Dans le hall 7 de la Porte de Versailles, Rétromobile déroule une édition dense, verticale, presque labyrinthique. Marchands prestigieux, clubs, enchères, pièces rares, livres, accessoires… Le salon monte en gamme, mais conserve cette atmosphère unique où l’on passe d’un stand princier à un atelier improvisé en quelques mètres.
L’exposition Bugatti orchestrée par le musée de Mulhouse fait sensation avec ses prototypes jamais vus, son autorail à moteur de Royale et ses pièces d’avant-guerre. Ferrari, omniprésente, aligne une douzaine de Daytona comme un chœur rouge vif. Les supercars des années 90 côtoient les icônes des années 50, toutes affichées à des prix qui donnent le tournis. Une exposition inédite dédiée à Steve McQueen célèbre les 50 ans du salon des voitures de collection à la porte de Versailles. Les passionnés français y présentent une reconstitution fidèle de l’univers Bullitt, avec la mythique Mustang Fastback de 1968, recréée dans ses moindres détails. L’exposition rappelle aussi la passion de McQueen pour la course et la moto, illustrée par une Triumph installée sur un pick-up Ford F100 ayant appartenu à Bud Ekins, son ami et célèbre cascadeur.

Pour la troisième année consécutive, les motos ne sont plus un simple clin d’œil. Elles forment un véritable plateau, riche et cohérent. Ducati fête ses 100 ans avec un stand irrésistible : 916, 888, Panigale V4, Sport Classic 1000, et même la MotoGP de Jack Miller. Kawasaki retrace l’histoire de ses roadsters Z, de la Z900 de 1973 à la Ninja H2R. Triumph joue la carte du muscle britannique avec les Scrambler 900 et 1200 XE, et la Rocket 3 au trois cylindres démesuré. Royal Enfield raconte un siècle d’aventure, de la Project Origin 1901 à la Bullet 650. Et puis il y a les originaux : Maeving et ses électriques rétro, Midual et ses motos d’exception, FCR Custom et ses préparations sculpturales.
En haut, les enchères et les stands luxueux où l’on discute millions autour d’une coupe. En bas, les clubs, les pièces, les bénévoles, le saucisson et le vin rouge.
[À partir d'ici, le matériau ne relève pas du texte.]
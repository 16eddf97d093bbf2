use sea_orm::entity::prelude::*;
use serde::{Deserialize, Serialize};

#[derive(Clone, Debug, PartialEq, Eq, DeriveEntityModel, Serialize, Deserialize)]
#[sea_orm(table_name = "video_notes")]
pub struct Model {
    #[sea_orm(primary_key, auto_increment = false)]
    pub id: String,
    pub student_id: String,
    pub lesson_id: String,
    pub position_seconds: i32,
    #[sea_orm(column_type = "Text")]
    pub body: String,
    pub created_at: DateTimeUtc,
    pub updated_at: DateTimeUtc,
}

#[derive(Copy, Clone, Debug, EnumIter, DeriveRelation)]
pub enum Relation {
    #[sea_orm(
        belongs_to = "super::lesson::Entity",
        from = "Column::LessonId",
        to = "super::lesson::Column::Id",
        on_delete = "Cascade"
    )]
    Lesson,
}

impl ActiveModelBehavior for ActiveModel {}
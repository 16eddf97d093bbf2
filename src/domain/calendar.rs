use chrono::{DateTime, Utc};
use sea_orm::entity::prelude::*;
use serde::{Deserialize, Serialize};

use crate::shared::errors::{DomainError, DomainResult};

#[derive(Debug, Clone, Copy, PartialEq, Eq, EnumIter, DeriveActiveEnum, Serialize, Deserialize)]
#[sea_orm(rs_type = "String", db_type = "String(StringLen::N(16))")]
#[serde(rename_all = "SCREAMING_SNAKE_CASE")]
pub enum EventKind {
    #[sea_orm(string_value = "LIVE_SESSION")]
    LiveSession,
    #[sea_orm(string_value = "DEADLINE")]
    Deadline,
    #[sea_orm(string_value = "PERSONAL")]
    Personal,
    #[sea_orm(string_value = "OFFICE_HOURS")]
    OfficeHours,
}

impl std::fmt::Display for EventKind {
    fn fmt(&self, f: &mut std::fmt::Formatter<'_>) -> std::fmt::Result {
        f.write_str(match self {
            Self::LiveSession => "LIVE_SESSION",
            Self::Deadline => "DEADLINE",
            Self::Personal => "PERSONAL",
            Self::OfficeHours => "OFFICE_HOURS",
        })
    }
}

impl std::str::FromStr for EventKind {
    type Err = DomainError;

    fn from_str(s: &str) -> Result<Self, Self::Err> {
        match s.to_uppercase().as_str() {
            "LIVE_SESSION" => Ok(Self::LiveSession),
            "DEADLINE" => Ok(Self::Deadline),
            "PERSONAL" => Ok(Self::Personal),
            "OFFICE_HOURS" => Ok(Self::OfficeHours),
            other => Err(DomainError::validation(format!("Unknown event kind: {}", other))),
        }
    }
}

pub fn validate_range(starts_at: DateTime<Utc>, ends_at: DateTime<Utc>) -> DomainResult<()> {
    if ends_at > starts_at {
        Ok(())
    } else {
        Err(DomainError::validation("Event must end after it starts"))
    }
}

#[cfg(test)]
mod tests {
    use super::*;
    use chrono::Duration;

    #[test]
    fn range_must_be_positive() {
        let now = Utc::now();
        assert!(validate_range(now, now + Duration::minutes(30)).is_ok());
        assert!(validate_range(now, now).is_err());
    }

    #[test]
    fn kind_parse() {
        assert_eq!("office_hours".parse::<EventKind>().unwrap(), EventKind::OfficeHours);
    }
}
//! Discounted course bundles

use std::sync::Arc;

use chrono::Utc;
use sea_orm::{
    ActiveModelTrait, ColumnTrait, ConnectionTrait, DatabaseConnection, EntityTrait, PaginatorTrait,
    QueryFilter, QueryOrder, Set, TransactionTrait,
};
use serde::Serialize;
use tracing::info;

use super::enrollment::{activate, ensure_eligible, ensure_open, find_enrollment};
use super::payments::{complete_in, insert_payment};
use super::teacher_earnings::TeacherEarningsService;
use super::{coupons, load_course, new_id, required};
use crate::domain::bundle::{validate_discount, BundlePricing, MIN_BUNDLE_COURSES};
use crate::domain::coupon::DiscountQuote;
use crate::domain::payment::PurchaseTarget;
use crate::domain::Actor;
use crate::infrastructure::cache::CacheService;
use crate::infrastructure::database::entities::{bundle, bundle_course, course, enrollment, payment};
use crate::shared::best_effort;
use crate::shared::errors::{DomainError, DomainResult};

#[derive(Debug, Clone)]
pub struct NewBundle {
    pub title: String,
    pub description: Option<String>,
    pub discount_percent: i32,
    pub course_ids: Vec<String>,
}

#[derive(Debug, Clone, Serialize)]
pub struct BundleDetails {
    #[serde(flatten)]
    pub bundle: bundle::Model,
    pub courses: Vec<course::Model>,
    pub pricing: BundlePricing,
}

#[derive(Debug, Clone, Serialize)]
pub struct BundlePurchase {
    pub payment: payment::Model,
    pub enrollments: Vec<enrollment::Model>,
}

pub struct BundleService {
    db: DatabaseConnection,
    earnings: Arc<TeacherEarningsService>,
    cache: Arc<CacheService>,
}

impl BundleService {
    pub fn new(db: DatabaseConnection, earnings: Arc<TeacherEarningsService>, cache: Arc<CacheService>) -> Self {
        Self { db, earnings, cache }
    }

    pub async fn create(&self, actor: &Actor, input: NewBundle) -> DomainResult<BundleDetails> {
        actor.ensure_teacher()?;
        let title = required("title", &input.title)?;
        validate_discount(input.discount_percent)?;
        let mut ids = input.course_ids.clone();
        ids.sort();
        ids.dedup();
        if ids.len() < MIN_BUNDLE_COURSES {
            return Err(DomainError::validation(format!(
                "A bundle needs at least {} different courses",
                MIN_BUNDLE_COURSES
            )));
        }
        for id in &ids {
            let course = load_course(&self.db, id).await?;
            actor.ensure_owns(&course.teacher_id, "course")?;
        }

        let now = Utc::now();
        let txn = self.db.begin().await?;
        let created = bundle::ActiveModel {
            id: Set(new_id()),
            title: Set(title),
            description: Set(input.description),
            discount_percent: Set(input.discount_percent),
            is_active: Set(true),
            created_by: Set(actor.user_id.clone()),
            created_at: Set(now),
            updated_at: Set(now),
        }
        .insert(&txn)
        .await?;
        for id in ids {
            bundle_course::ActiveModel {
                bundle_id: Set(created.id.clone()),
                course_id: Set(id),
            }
            .insert(&txn)
            .await?;
        }
        txn.commit().await?;
        info!(bundle_id = %created.id, "Bundle created");
        self.details(created).await
    }

    pub async fn add_course(&self, actor: &Actor, bundle_id: &str, course_id: &str) -> DomainResult<BundleDetails> {
        let found = self.owned(actor, bundle_id).await?;
        let course = load_course(&self.db, course_id).await?;
        actor.ensure_owns(&course.teacher_id, "course")?;
        let linked = bundle_course::Entity::find_by_id((bundle_id.to_string(), course_id.to_string()))
            .one(&self.db)
            .await?;
        if linked.is_some() {
            return Err(DomainError::Conflict("Course is already in the bundle".into()));
        }
        bundle_course::ActiveModel {
            bundle_id: Set(bundle_id.to_string()),
            course_id: Set(course_id.to_string()),
        }
        .insert(&self.db)
        .await?;
        self.details(found).await
    }

    pub async fn remove_course(&self, actor: &Actor, bundle_id: &str, course_id: &str) -> DomainResult<BundleDetails> {
        let found = self.owned(actor, bundle_id).await?;
        let count = bundle_course::Entity::find()
            .filter(bundle_course::Column::BundleId.eq(bundle_id))
            .count(&self.db)
            .await?;
        if count as usize <= MIN_BUNDLE_COURSES {
            return Err(DomainError::validation(format!(
                "A bundle needs at least {} courses",
                MIN_BUNDLE_COURSES
            )));
        }
        let res = bundle_course::Entity::delete_by_id((bundle_id.to_string(), course_id.to_string()))
            .exec(&self.db)
            .await?;
        if res.rows_affected == 0 {
            return Err(DomainError::not_found("Bundle course", course_id));
        }
        self.details(found).await
    }

    pub async fn get(&self, bundle_id: &str) -> DomainResult<BundleDetails> {
        let found = load_bundle(&self.db, bundle_id).await?;
        self.details(found).await
    }

    pub async fn list(&self) -> DomainResult<Vec<BundleDetails>> {
        let bundles = bundle::Entity::find()
            .filter(bundle::Column::IsActive.eq(true))
            .order_by_desc(bundle::Column::CreatedAt)
            .all(&self.db)
            .await?;
        let mut out = Vec::with_capacity(bundles.len());
        for b in bundles {
            out.push(self.details(b).await?);
        }
        Ok(out)
    }

    /// Pay for the bundle and enroll into every course not already held, atomically.
    /// A course that direct enrollment would refuse rejects the whole purchase.
    pub async fn purchase(&self, actor: &Actor, bundle_id: &str, coupon_code: Option<&str>) -> DomainResult<BundlePurchase> {
        let found = load_bundle(&self.db, bundle_id).await?;
        if !found.is_active {
            return Err(DomainError::validation("Bundle is not available"));
        }
        let details = self.details(found).await?;
        let amount = details.pricing.price_cents;

        let txn = self.db.begin().await?;
        let mut to_enroll = Vec::new();
        for course in &details.courses {
            let existing = find_enrollment(&txn, &actor.user_id, &course.id).await?;
            if existing.as_ref().is_some_and(|e| e.status.is_live()) {
                continue;
            }
            ensure_open(course)?;
            ensure_eligible(&txn, &actor.user_id, course).await?;
            to_enroll.push((course.id.clone(), existing));
        }
        if to_enroll.is_empty() {
            return Err(DomainError::Conflict("Already enrolled in every bundle course".into()));
        }

        let quote = match coupon_code {
            Some(code) => coupons::quote(&txn, code, None, amount).await?,
            None => DiscountQuote::none(amount),
        };
        let currency = details
            .courses
            .first()
            .map(|c| c.currency.clone())
            .unwrap_or_else(|| "USD".to_string());
        let pending = insert_payment(
            &txn,
            &actor.user_id,
            &PurchaseTarget::Bundle(bundle_id.to_string()),
            &quote,
            &currency,
            coupon_code,
        )
        .await?;
        let paid = complete_in(&txn, pending, None).await?;

        let mut enrollments = Vec::with_capacity(to_enroll.len());
        for (course_id, existing) in to_enroll {
            enrollments.push(activate(&txn, &actor.user_id, &course_id, existing, Some(paid.id.clone())).await?);
        }
        txn.commit().await?;

        info!(
            bundle_id,
            student_id = %actor.user_id,
            payment_id = %paid.id,
            enrolled = enrollments.len(),
            "Bundle purchased"
        );
        best_effort("record_earning", self.earnings.record_for_payment(&paid)).await;
        self.cache.delete_pattern(&format!("dashboard:*:{}", actor.user_id));

        Ok(BundlePurchase {
            payment: paid,
            enrollments,
        })
    }

    pub async fn delete(&self, actor: &Actor, bundle_id: &str) -> DomainResult<()> {
        self.owned(actor, bundle_id).await?;
        bundle::Entity::delete_by_id(bundle_id.to_string()).exec(&self.db).await?;
        Ok(())
    }

    async fn owned(&self, actor: &Actor, bundle_id: &str) -> DomainResult<bundle::Model> {
        let found = load_bundle(&self.db, bundle_id).await?;
        actor.ensure_owns(&found.created_by, "bundle")?;
        Ok(found)
    }

    async fn details(&self, found: bundle::Model) -> DomainResult<BundleDetails> {
        let courses = bundle_courses(&self.db, &found.id).await?;
        let prices: Vec<i64> = courses.iter().map(|c| c.price_cents).collect();
        Ok(BundleDetails {
            pricing: BundlePricing::compute(&prices, found.discount_percent),
            bundle: found,
            courses,
        })
    }
}

async fn load_bundle<C: ConnectionTrait>(db: &C, bundle_id: &str) -> DomainResult<bundle::Model> {
    bundle::Entity::find_by_id(bundle_id.to_string())
        .one(db)
        .await?
        .ok_or_else(|| DomainError::not_found("Bundle", bundle_id))
}

async fn bundle_courses<C: ConnectionTrait>(db: &C, bundle_id: &str) -> DomainResult<Vec<course::Model>> {
    let ids: Vec<String> = bundle_course::Entity::find()
        .filter(bundle_course::Column::BundleId.eq(bundle_id))
        .all(db)
        .await?
        .into_iter()
        .map(|bc| bc.course_id)
        .collect();
    Ok(course::Entity::find()
        .filter(course::Column::Id.is_in(ids))
        .order_by_asc(course::Column::Title)
        .all(db)
        .await?)
}

pub(crate) async fn pricing<C: ConnectionTrait>(db: &C, found: &bundle::Model) -> DomainResult<BundlePricing> {
    let prices: Vec<i64> = bundle_courses(db, &found.id)
        .await?
        .iter()
        .map(|c| c.price_cents)
        .collect();
    Ok(BundlePricing::compute(&prices, found.discount_percent))
}
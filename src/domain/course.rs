//! Course catalog: courses, modules and lessons

use sea_orm::entity::prelude::*;
use serde::{Deserialize, Serialize};

use crate::shared::errors::DomainError;

#[derive(Debug, Clone, Copy, PartialEq, Eq, EnumIter, DeriveActiveEnum, Serialize, Deserialize)]
#[sea_orm(rs_type = "String", db_type = "String(StringLen::N(16))")]
#[serde(rename_all = "SCREAMING_SNAKE_CASE")]
pub enum CourseStatus {
    #[sea_orm(string_value = "DRAFT")]
    Draft,
    #[sea_orm(string_value = "PUBLISHED")]
    Published,
    #[sea_orm(string_value = "ARCHIVED")]
    Archived,
}

impl CourseStatus {
    pub fn as_str(&self) -> &'static str {
        match self {
            Self::Draft => "DRAFT",
            Self::Published => "PUBLISHED",
            Self::Archived => "ARCHIVED",
        }
    }
}

impl std::fmt::Display for CourseStatus {
    fn fmt(&self, f: &mut std::fmt::Formatter<'_>) -> std::fmt::Result {
        f.write_str(self.as_str())
    }
}

impl std::str::FromStr for CourseStatus {
    type Err = DomainError;

    fn from_str(s: &str) -> Result<Self, Self::Err> {
        match s.to_uppercase().as_str() {
            "DRAFT" => Ok(Self::Draft),
            "PUBLISHED" => Ok(Self::Published),
            "ARCHIVED" => Ok(Self::Archived),
            other => Err(DomainError::validation(format!("Unknown course status: {}", other))),
        }
    }
}

#[derive(Debug, Clone, Copy, PartialEq, Eq, EnumIter, DeriveActiveEnum, Serialize, Deserialize)]
#[sea_orm(rs_type = "String", db_type = "String(StringLen::N(16))")]
#[serde(rename_all = "SCREAMING_SNAKE_CASE")]
pub enum CourseLevel {
    #[sea_orm(string_value = "BEGINNER")]
    Beginner,
    #[sea_orm(string_value = "INTERMEDIATE")]
    Intermediate,
    #[sea_orm(string_value = "ADVANCED")]
    Advanced,
}

impl CourseLevel {
    pub fn as_str(&self) -> &'static str {
        match self {
            Self::Beginner => "BEGINNER",
            Self::Intermediate => "INTERMEDIATE",
            Self::Advanced => "ADVANCED",
        }
    }
}

impl std::fmt::Display for CourseLevel {
    fn fmt(&self, f: &mut std::fmt::Formatter<'_>) -> std::fmt::Result {
        f.write_str(self.as_str())
    }
}

impl std::str::FromStr for CourseLevel {
    type Err = DomainError;

    fn from_str(s: &str) -> Result<Self, Self::Err> {
        match s.to_uppercase().as_str() {
            "BEGINNER" => Ok(Self::Beginner),
            "INTERMEDIATE" => Ok(Self::Intermediate),
            "ADVANCED" => Ok(Self::Advanced),
            other => Err(DomainError::validation(format!("Unknown course level: {}", other))),
        }
    }
}

/// Lowercase ASCII slug: alphanumerics kept, every other run collapsed to `-`.
pub fn slugify(title: &str) -> String {
    let mut slug = String::with_capacity(title.len());
    let mut pending_dash = false;
    for ch in title.chars() {
        if ch.is_ascii_alphanumeric() {
            if pending_dash && !slug.is_empty() {
                slug.push('-');
            }
            pending_dash = false;
            slug.push(ch.to_ascii_lowercase());
        } else {
            pending_dash = true;
        }
    }
    if slug.is_empty() {
        "course".to_string()
    } else {
        slug
    }
}

/// First free slug among `base`, `base-2`, `base-3`, ...
pub fn unique_slug(base: &str, taken: &[String]) -> String {
    if !taken.iter().any(|s| s == base) {
        return base.to_string();
    }
    let mut n = 2;
    loop {
        let candidate = format!("{}-{}", base, n);
        if !taken.iter().any(|s| s == &candidate) {
            return candidate;
        }
        n += 1;
    }
}

#[cfg(test)]
mod tests {
    use super::*;

    #[test]
    fn slugify_collapses_punctuation() {
        assert_eq!(slugify("Rust: Zero to Hero!"), "rust-zero-to-hero");
        assert_eq!(slugify("  --C++ & Go--  "), "c-go");
        assert_eq!(slugify("???"), "course");
    }

    #[test]
    fn unique_slug_appends_counter() {
        let taken = vec!["rust".to_string(), "rust-2".to_string()];
        assert_eq!(unique_slug("rust", &taken), "rust-3");
        assert_eq!(unique_slug("go", &taken), "go");
    }

    #[test]
    fn status_parse() {
        assert_eq!("published".parse::<CourseStatus>().unwrap(), CourseStatus::Published);
        assert!("live".parse::<CourseStatus>().is_err());
    }
}
//! Background course imports driven through a scripted catalog.

mod common;

use std::sync::atomic::{AtomicU32, Ordering};
use std::sync::Arc;
use std::time::Duration;

use async_trait::async_trait;
use chrono::Utc;
use sea_orm::{ActiveModelTrait, ColumnTrait, EntityTrait, PaginatorTrait, QueryFilter, Set};
use tokio::sync::Notify;

use campus::application::services::CourseImportService;
use campus::application::AppServices;
use campus::domain::course_import::{ExternalCourse, ExternalLesson, ImportProvider, ImportStatus};
use campus::domain::course::CourseStatus;
use campus::domain::{Actor, UserRole};
use campus::infrastructure::catalogs::{CatalogRegistry, CourseCatalog};
use campus::infrastructure::database::entities::{course, import_job};
use campus::shared::errors::{InfraError, InfraResult};
use campus::shared::RetryConfig;

use common::{create_test_services, create_user};

/// Fails with the given status `failures` times, then returns a two-lesson course.
struct ScriptedCatalog {
    failures: u32,
    status: u16,
    calls: AtomicU32,
    gate: Option<(Arc<Notify>, Arc<Notify>)>,
}

impl ScriptedCatalog {
    fn new(failures: u32, status: u16) -> Self {
        Self {
            failures,
            status,
            calls: AtomicU32::new(0),
            gate: None,
        }
    }

    /// Signals `started` on the first call, then waits for `release`.
    fn gated(started: Arc<Notify>, release: Arc<Notify>) -> Self {
        Self {
            gate: Some((started, release)),
            ..Self::new(0, 200)
        }
    }
}

#[async_trait]
impl CourseCatalog for ScriptedCatalog {
    fn provider(&self) -> ImportProvider {
        ImportProvider::Youtube
    }

    async fn fetch_course(&self, external_id: &str) -> InfraResult<ExternalCourse> {
        let call = self.calls.fetch_add(1, Ordering::SeqCst);
        if let Some((started, release)) = &self.gate {
            started.notify_one();
            release.notified().await;
        }
        if call < self.failures {
            return Err(InfraError::Upstream {
                service: "scripted",
                status: self.status,
                body: "scripted failure".to_string(),
            });
        }
        Ok(ExternalCourse {
            provider: ImportProvider::Youtube,
            external_id: external_id.to_string(),
            title: "Imported Playlist".to_string(),
            description: Some("From a playlist".to_string()),
            category: Some("video".to_string()),
            thumbnail_url: None,
            lessons: vec![
                ExternalLesson {
                    title: "Part 1".to_string(),
                    content: None,
                    video_url: Some("https://youtu.be/one".to_string()),
                    duration_seconds: 120,
                },
                ExternalLesson {
                    title: "Part 2".to_string(),
                    content: None,
                    video_url: Some("https://youtu.be/two".to_string()),
                    duration_seconds: 240,
                },
            ],
        })
    }
}

fn import_service(app: &AppServices, catalog: Arc<ScriptedCatalog>) -> CourseImportService {
    let mut registry = CatalogRegistry::default();
    registry.register(catalog);
    CourseImportService::new(app.db.clone(), registry).with_retry(RetryConfig::immediate(3))
}

async fn wait_until_settled(imports: &CourseImportService, actor: &Actor, job_id: &str) -> import_job::Model {
    for _ in 0..200 {
        let job = imports.get(actor, job_id).await.unwrap();
        if job.status.is_terminal() && imports.running_count() == 0 {
            return job;
        }
        tokio::time::sleep(Duration::from_millis(10)).await;
    }
    panic!("import job {} never settled", job_id);
}

#[tokio::test]
async fn transient_failures_are_retried_until_completion() {
    let app = create_test_services().await;
    let teacher = create_user(&app, "teacher", UserRole::Teacher).await;
    let catalog = Arc::new(ScriptedCatalog::new(2, 503));
    let imports = import_service(&app, catalog.clone());

    let job = imports
        .start_import(&teacher, ImportProvider::Youtube, "PL123")
        .await
        .unwrap();
    assert_eq!(job.status, ImportStatus::Pending);

    let done = wait_until_settled(&imports, &teacher, &job.id).await;
    assert_eq!(done.status, ImportStatus::Completed);
    assert_eq!(done.lessons_imported, 2);
    assert_eq!(catalog.calls.load(Ordering::SeqCst), 3);

    let course_id = done.course_id.expect("imported course");
    let course = app.courses.get(&course_id).await.unwrap();
    assert_eq!(course.title, "Imported Playlist");
    assert_eq!(course.status, CourseStatus::Draft);
    assert_eq!(course.teacher_id, teacher.user_id);
    let modules = app.courses.list_modules(&course_id).await.unwrap();
    assert_eq!(modules.len(), 1);
    assert_eq!(modules[0].lessons.len(), 2);
}

#[tokio::test]
async fn permanent_failure_marks_the_job_failed() {
    let app = create_test_services().await;
    let teacher = create_user(&app, "teacher", UserRole::Teacher).await;
    let catalog = Arc::new(ScriptedCatalog::new(1, 404));
    let imports = import_service(&app, catalog.clone());

    let job = imports
        .start_import(&teacher, ImportProvider::Youtube, "missing")
        .await
        .unwrap();
    let done = wait_until_settled(&imports, &teacher, &job.id).await;

    assert_eq!(done.status, ImportStatus::Failed);
    assert!(done.error.as_deref().is_some_and(|e| e.contains("404")));
    assert!(done.course_id.is_none());
    assert_eq!(catalog.calls.load(Ordering::SeqCst), 1);
}

#[tokio::test]
async fn cancelled_job_stays_cancelled() {
    let app = create_test_services().await;
    let teacher = create_user(&app, "teacher", UserRole::Teacher).await;
    let started = Arc::new(Notify::new());
    let release = Arc::new(Notify::new());
    let catalog = Arc::new(ScriptedCatalog::gated(started.clone(), release.clone()));
    let imports = import_service(&app, catalog);

    let job = imports
        .start_import(&teacher, ImportProvider::Youtube, "PL123")
        .await
        .unwrap();
    started.notified().await;

    let cancelled = imports.cancel(&teacher, &job.id).await.unwrap();
    assert_eq!(cancelled.status, ImportStatus::Cancelled);
    release.notify_one();

    let settled = wait_until_settled(&imports, &teacher, &job.id).await;
    assert_eq!(settled.status, ImportStatus::Cancelled);
    assert!(settled.course_id.is_none());

    // Terminal jobs cannot be cancelled again.
    assert!(imports.cancel(&teacher, &job.id).await.is_err());
}

#[tokio::test]
async fn unconfigured_provider_and_students_are_rejected() {
    let app = create_test_services().await;
    let teacher = create_user(&app, "teacher", UserRole::Teacher).await;
    let student = create_user(&app, "student", UserRole::Student).await;
    let imports = import_service(&app, Arc::new(ScriptedCatalog::new(0, 200)));

    assert_eq!(imports.providers(), vec![ImportProvider::Youtube]);
    assert!(imports.start_import(&teacher, ImportProvider::Udemy, "42").await.is_err());
    assert!(imports.start_import(&student, ImportProvider::Youtube, "42").await.is_err());
}

#[tokio::test]
async fn jobs_left_processing_are_failed_on_recovery() {
    let app = create_test_services().await;
    let teacher = create_user(&app, "teacher", UserRole::Teacher).await;
    let started = Arc::new(Notify::new());
    let release = Arc::new(Notify::new());
    let first = import_service(
        &app,
        Arc::new(ScriptedCatalog::gated(started.clone(), release.clone())),
    );
    let job = first
        .start_import(&teacher, ImportProvider::Youtube, "PL123")
        .await
        .unwrap();
    started.notified().await;

    // A second service instance knows nothing of the running task, like a restarted process.
    let restarted = import_service(&app, Arc::new(ScriptedCatalog::new(0, 200)));
    assert_eq!(restarted.recover_interrupted().await.unwrap(), 1);
    let failed = restarted.get(&teacher, &job.id).await.unwrap();
    assert_eq!(failed.status, ImportStatus::Failed);

    release.notify_one();
    let settled = wait_until_settled(&first, &teacher, &job.id).await;
    assert_eq!(settled.status, ImportStatus::Failed);
    assert!(settled.course_id.is_none());

    // The stale task's course is rolled back with its rejected COMPLETED transition.
    let orphans = course::Entity::find()
        .filter(course::Column::ExternalId.eq("PL123"))
        .count(&app.db)
        .await
        .unwrap();
    assert_eq!(orphans, 0);
}

#[tokio::test]
async fn jobs_left_pending_are_cancelled_on_recovery() {
    let app = create_test_services().await;
    let teacher = create_user(&app, "teacher", UserRole::Teacher).await;

    let queued = import_job::ActiveModel {
        id: Set("job-left-pending".to_string()),
        requested_by: Set(teacher.user_id.clone()),
        provider: Set(ImportProvider::Youtube),
        external_id: Set("PL999".to_string()),
        status: Set(ImportStatus::Pending),
        error: Set(None),
        course_id: Set(None),
        lessons_imported: Set(0),
        created_at: Set(Utc::now()),
        started_at: Set(None),
        finished_at: Set(None),
    }
    .insert(&app.db)
    .await
    .unwrap();

    let imports = import_service(&app, Arc::new(ScriptedCatalog::new(0, 200)));
    assert_eq!(imports.recover_interrupted().await.unwrap(), 1);

    let settled = imports.get(&teacher, &queued.id).await.unwrap();
    assert_eq!(settled.status, ImportStatus::Cancelled);
    assert!(settled.started_at.is_none());
    assert!(settled.error.is_some());
}
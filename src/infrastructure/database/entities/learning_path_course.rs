use sea_orm::entity::prelude::*;
use serde::{Deserialize, Serialize};

#[derive(Clone, Debug, PartialEq, Eq, DeriveEntityModel, Serialize, Deserialize)]
#[sea_orm(table_name = "learning_path_courses")]
pub struct Model {
    #[sea_orm(primary_key, auto_increment = false)]
    pub path_id: String,
    #[sea_orm(primary_key, auto_increment = false)]
    pub course_id: String,
    pub position: i32,
}

#[derive(Copy, Clone, Debug, EnumIter, DeriveRelation)]
pub enum Relation {
    #[sea_orm(
        belongs_to = "super::learning_path::Entity",
        from = "Column::PathId",
        to = "super::learning_path::Column::Id",
        on_delete = "Cascade"
    )]
    Path,
    #[sea_orm(
        belongs_to = "super::course::Entity",
        from = "Column::CourseId",
        to = "super::course::Column::Id",
        on_delete = "Cascade"
    )]
    Course,
}

impl Related<super::learning_path::Entity> for Entity {
    fn to() -> RelationDef {
        Relation::Path.def()
    }
}

impl ActiveModelBehavior for ActiveModel {}
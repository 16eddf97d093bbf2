use serde::Deserialize;
use utoipa::ToSchema;
use validator::Validate;

#[derive(Debug, Deserialize, ToSchema, Validate)]
pub struct AddPrerequisiteRequest {
    #[validate(length(min = 1))]
    pub prerequisite_id: String,
}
Les motos, elles, circulent entre ces deux univers, rappelant que la passion mécanique n’a pas de frontières.

Rétromobile s’embellit, s’internationalise, rêve d’Amérique. Mais le salon n’oublie pas ce qui le fait vibrer depuis 50 ans : les collectionneurs, les clubs, les artisans, les passionnés. Tant que cette énergie-là restera, Rétromobile continuera d’être plus qu’un salon. Un lieu où l’histoire roule encore.